Ela chegou a recusar uma oportunidade anterior de receber liberdade condicional, em 2011, porque era pré-requisito que estivesse empregada.
"Nunca trabalhei na minha vida e certamente não vou começar agora", disse ela ao advogado, de acordo com o periódico britânico The Guardian.
Segundo o jornal The Telegraph, por conta de um acordo firmado em 1993, Patrizia ganha mais de US$ 1 milhão por ano da herança de Gucci, além das parcelas de um pagamento de US$ 22 milhões ao qual teria direito e que ficara retido enquanto ela esteve na prisão.

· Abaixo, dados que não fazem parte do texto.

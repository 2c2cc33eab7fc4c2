//! HTTP/2 Fingerprint Emulation Types
//!
//! Anti-bot systems fingerprint HTTP/2 at multiple levels:
//! - SETTINGS frame parameter order (see [`H2Settings`])
//! - the connection-level WINDOW_UPDATE sent right after SETTINGS
//! - pseudo-header field order in HEADERS frames
//! - the stream priority carried by the first request stream
//!
//! This module provides the types for the last three and the frame
//! encoder for the connection preface.

use crate::base::profileerror::ProfileError;
use crate::http::h2settings::H2Settings;
use bytes::{BufMut, Bytes, BytesMut};
use serde::{Deserialize, Serialize};
use std::fmt;
use std::str::FromStr;

/// Largest flow-control window increment (2^31 - 1).
pub const MAX_WINDOW_INCREMENT: u32 = 0x7FFF_FFFF;

/// Largest stream identifier (31 bits).
pub const MAX_STREAM_ID: u32 = 0x7FFF_FFFF;

const FRAME_TYPE_PRIORITY: u8 = 0x2;
const FRAME_TYPE_SETTINGS: u8 = 0x4;
const FRAME_TYPE_WINDOW_UPDATE: u8 = 0x8;

/// HTTP/2 request pseudo-header.
#[derive(Debug, Clone, Copy, PartialEq, Eq, Hash)]
pub enum PseudoId {
    Method,
    Authority,
    Scheme,
    Path,
}

impl PseudoId {
    pub const ALL: [PseudoId; 4] = [
        PseudoId::Method,
        PseudoId::Authority,
        PseudoId::Scheme,
        PseudoId::Path,
    ];

    pub fn as_str(self) -> &'static str {
        match self {
            PseudoId::Method => ":method",
            PseudoId::Authority => ":authority",
            PseudoId::Scheme => ":scheme",
            PseudoId::Path => ":path",
        }
    }
}

impl fmt::Display for PseudoId {
    fn fmt(&self, f: &mut fmt::Formatter<'_>) -> fmt::Result {
        f.write_str(self.as_str())
    }
}

impl FromStr for PseudoId {
    type Err = ProfileError;

    fn from_str(s: &str) -> Result<Self, Self::Err> {
        match s {
            ":method" => Ok(PseudoId::Method),
            ":authority" => Ok(PseudoId::Authority),
            ":scheme" => Ok(PseudoId::Scheme),
            ":path" => Ok(PseudoId::Path),
            other => Err(ProfileError::InvalidHeader(format!(
                "unknown pseudo-header {other}"
            ))),
        }
    }
}

/// Order of the four request pseudo-headers in a HEADERS frame.
///
/// Always a permutation of `:method`, `:authority`, `:scheme`, `:path`;
/// the fallible constructors reject anything else.
#[derive(Debug, Clone, Copy, PartialEq, Eq, Hash, Serialize, Deserialize)]
#[serde(try_from = "Vec<String>", into = "Vec<String>")]
pub struct PseudoOrder([PseudoId; 4]);

impl PseudoOrder {
    /// Chrome / Edge: `:method, :authority, :scheme, :path`
    pub const CHROME: PseudoOrder = PseudoOrder([
        PseudoId::Method,
        PseudoId::Authority,
        PseudoId::Scheme,
        PseudoId::Path,
    ]);

    /// Firefox: `:method, :path, :authority, :scheme`
    pub const FIREFOX: PseudoOrder = PseudoOrder([
        PseudoId::Method,
        PseudoId::Path,
        PseudoId::Authority,
        PseudoId::Scheme,
    ]);

    /// Safari: `:method, :scheme, :path, :authority`
    pub const SAFARI: PseudoOrder = PseudoOrder([
        PseudoId::Method,
        PseudoId::Scheme,
        PseudoId::Path,
        PseudoId::Authority,
    ]);

    /// Order emitted by the `h2` crate when nothing is configured.
    pub const PROTOCOL_DEFAULT: PseudoOrder = PseudoOrder([
        PseudoId::Method,
        PseudoId::Scheme,
        PseudoId::Authority,
        PseudoId::Path,
    ]);

    /// Build an order, rejecting duplicates.
    pub fn new(order: [PseudoId; 4]) -> Result<Self, ProfileError> {
        for (i, id) in order.iter().enumerate() {
            if order[..i].contains(id) {
                return Err(ProfileError::invalid(
                    "pseudo-order",
                    format!("pseudo-header {id} listed twice"),
                ));
            }
        }
        Ok(Self(order))
    }

    /// Parse from pseudo-header names such as `[":method", ":path", ...]`.
    pub fn from_names<S: AsRef<str>>(names: &[S]) -> Result<Self, ProfileError> {
        if names.len() != 4 {
            return Err(ProfileError::invalid(
                "pseudo-order",
                format!("expected 4 pseudo-headers, got {}", names.len()),
            ));
        }
        let mut order = [PseudoId::Method; 4];
        for (slot, name) in order.iter_mut().zip(names) {
            *slot = name
                .as_ref()
                .parse()
                .map_err(|e: ProfileError| ProfileError::invalid("pseudo-order", e.to_string()))?;
        }
        Self::new(order)
    }

    pub fn as_array(&self) -> &[PseudoId; 4] {
        &self.0
    }

    pub fn iter(&self) -> impl Iterator<Item = PseudoId> + '_ {
        self.0.iter().copied()
    }

    /// Akamai fingerprint segment, e.g. `m,a,s,p`.
    pub fn fingerprint(&self) -> String {
        self.0
            .iter()
            .map(|id| &id.as_str()[1..2])
            .collect::<Vec<_>>()
            .join(",")
    }
}

impl Default for PseudoOrder {
    fn default() -> Self {
        PseudoOrder::PROTOCOL_DEFAULT
    }
}

impl TryFrom<Vec<String>> for PseudoOrder {
    type Error = ProfileError;

    fn try_from(names: Vec<String>) -> Result<Self, Self::Error> {
        PseudoOrder::from_names(&names)
    }
}

impl From<PseudoOrder> for Vec<String> {
    fn from(order: PseudoOrder) -> Self {
        order.iter().map(|id| id.as_str().to_string()).collect()
    }
}

/// HTTP/2 stream priority (RFC 9113 §5.3 / §6.2).
///
/// `weight` is the wire value (0-255), i.e. effective weight minus one.
#[derive(Debug, Clone, Copy, PartialEq, Eq, Hash, Serialize, Deserialize)]
pub struct PriorityParam {
    pub stream_dependency: u32,
    pub exclusive: bool,
    pub weight: u8,
}

impl PriorityParam {
    pub const fn new(stream_dependency: u32, exclusive: bool, weight: u8) -> Self {
        Self {
            stream_dependency,
            exclusive,
            weight,
        }
    }

    /// Chrome: exclusive dependency on the root with the highest weight.
    pub const fn chrome() -> Self {
        Self::new(0, true, 255)
    }

    /// Firefox: depends on its idle "follower" group stream 13, weight 42.
    pub const fn firefox() -> Self {
        Self::new(13, false, 41)
    }

    /// Safari: non-exclusive dependency on the root, weight 256.
    pub const fn safari() -> Self {
        Self::new(0, false, 255)
    }

    pub fn validate(&self, profile: &str) -> Result<(), ProfileError> {
        if self.stream_dependency > MAX_STREAM_ID {
            return Err(ProfileError::invalid(
                profile,
                format!(
                    "stream dependency {} exceeds 31 bits",
                    self.stream_dependency
                ),
            ));
        }
        Ok(())
    }

    /// The 5-byte priority block used by PRIORITY frames and HEADERS with
    /// the PRIORITY flag.
    pub fn to_bytes(&self) -> [u8; 5] {
        let mut dep = self.stream_dependency & MAX_STREAM_ID;
        if self.exclusive {
            dep |= 0x8000_0000;
        }
        let d = dep.to_be_bytes();
        [d[0], d[1], d[2], d[3], self.weight]
    }

    /// Encode a standalone PRIORITY frame for `stream_id`.
    pub fn encode_frame(&self, stream_id: u32) -> Bytes {
        let mut buf = BytesMut::with_capacity(9 + 5);
        put_frame_header(&mut buf, 5, FRAME_TYPE_PRIORITY, 0, stream_id);
        buf.put_slice(&self.to_bytes());
        buf.freeze()
    }
}

impl Default for PriorityParam {
    /// RFC 9113 default: depends on stream 0, non-exclusive, weight 16.
    fn default() -> Self {
        Self::new(0, false, 15)
    }
}

/// Validate a connection-level WINDOW_UPDATE increment.
///
/// Zero is accepted and means no WINDOW_UPDATE frame is sent.
pub fn validate_window_increment(profile: &str, increment: u32) -> Result<(), ProfileError> {
    if increment > MAX_WINDOW_INCREMENT {
        return Err(ProfileError::invalid(
            profile,
            format!("window increment {increment} exceeds 2^31-1"),
        ));
    }
    Ok(())
}

/// The client side of the HTTP/2 connection preface after the magic string:
/// SETTINGS, then the optional connection WINDOW_UPDATE.
#[derive(Debug, Clone, PartialEq, Eq)]
pub struct H2Preface {
    pub settings: H2Settings,
    pub window_increment: u32,
    /// Priority for the first request stream (sent on its HEADERS frame).
    pub first_stream_priority: PriorityParam,
}

impl H2Preface {
    /// The client connection preface magic (RFC 9113 §3.4).
    pub const MAGIC: &'static [u8] = b"PRI * HTTP/2.0\r\n\r\nSM\r\n\r\n";

    /// Encode SETTINGS followed by WINDOW_UPDATE (when non-zero).
    pub fn encode(&self) -> Bytes {
        let settings_len = self.settings.len() * 6;
        let mut buf = BytesMut::with_capacity(9 + settings_len + 13);

        put_frame_header(&mut buf, settings_len as u32, FRAME_TYPE_SETTINGS, 0, 0);
        for setting in &self.settings {
            buf.put_u16(setting.id.code());
            buf.put_u32(setting.value);
        }

        if self.window_increment > 0 {
            put_frame_header(&mut buf, 4, FRAME_TYPE_WINDOW_UPDATE, 0, 0);
            buf.put_u32(self.window_increment & MAX_WINDOW_INCREMENT);
        }

        buf.freeze()
    }

    /// Akamai-style HTTP/2 fingerprint: `settings|window|priority|pseudo`.
    ///
    /// The priority segment is `0` since no standalone PRIORITY frames are sent.
    pub fn fingerprint(&self, pseudo: &PseudoOrder) -> String {
        format!(
            "{}|{}|0|{}",
            self.settings.fingerprint(),
            self.window_increment,
            pseudo.fingerprint()
        )
    }
}

fn put_frame_header(buf: &mut BytesMut, len: u32, kind: u8, flags: u8, stream_id: u32) {
    buf.put_uint(u64::from(len), 3);
    buf.put_u8(kind);
    buf.put_u8(flags);
    buf.put_u32(stream_id & MAX_STREAM_ID);
}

Desde que saiu da prisão, Patrizia vive em Milão, onde já foi vista (e fotografada) várias vezes com sua arara de estimação no ombro.
No último mês de março, aos 72 anos, ela disse à imprensa italiana: "Estou muito chateada pelo fato de Lady Gaga estar me interpretando no novo filme de Ridley Scott sem ter tido a consideração e a sensibilidade de vir falar comigo."
Também expressou seu descontentamento por não ter sido envolvida no projeto e disse que não receberá "um único centavo do filme".
"Não é uma questão financeira, mas de bom senso e respeito", acrescentou.
Ela sempre negou ser mandante do crime.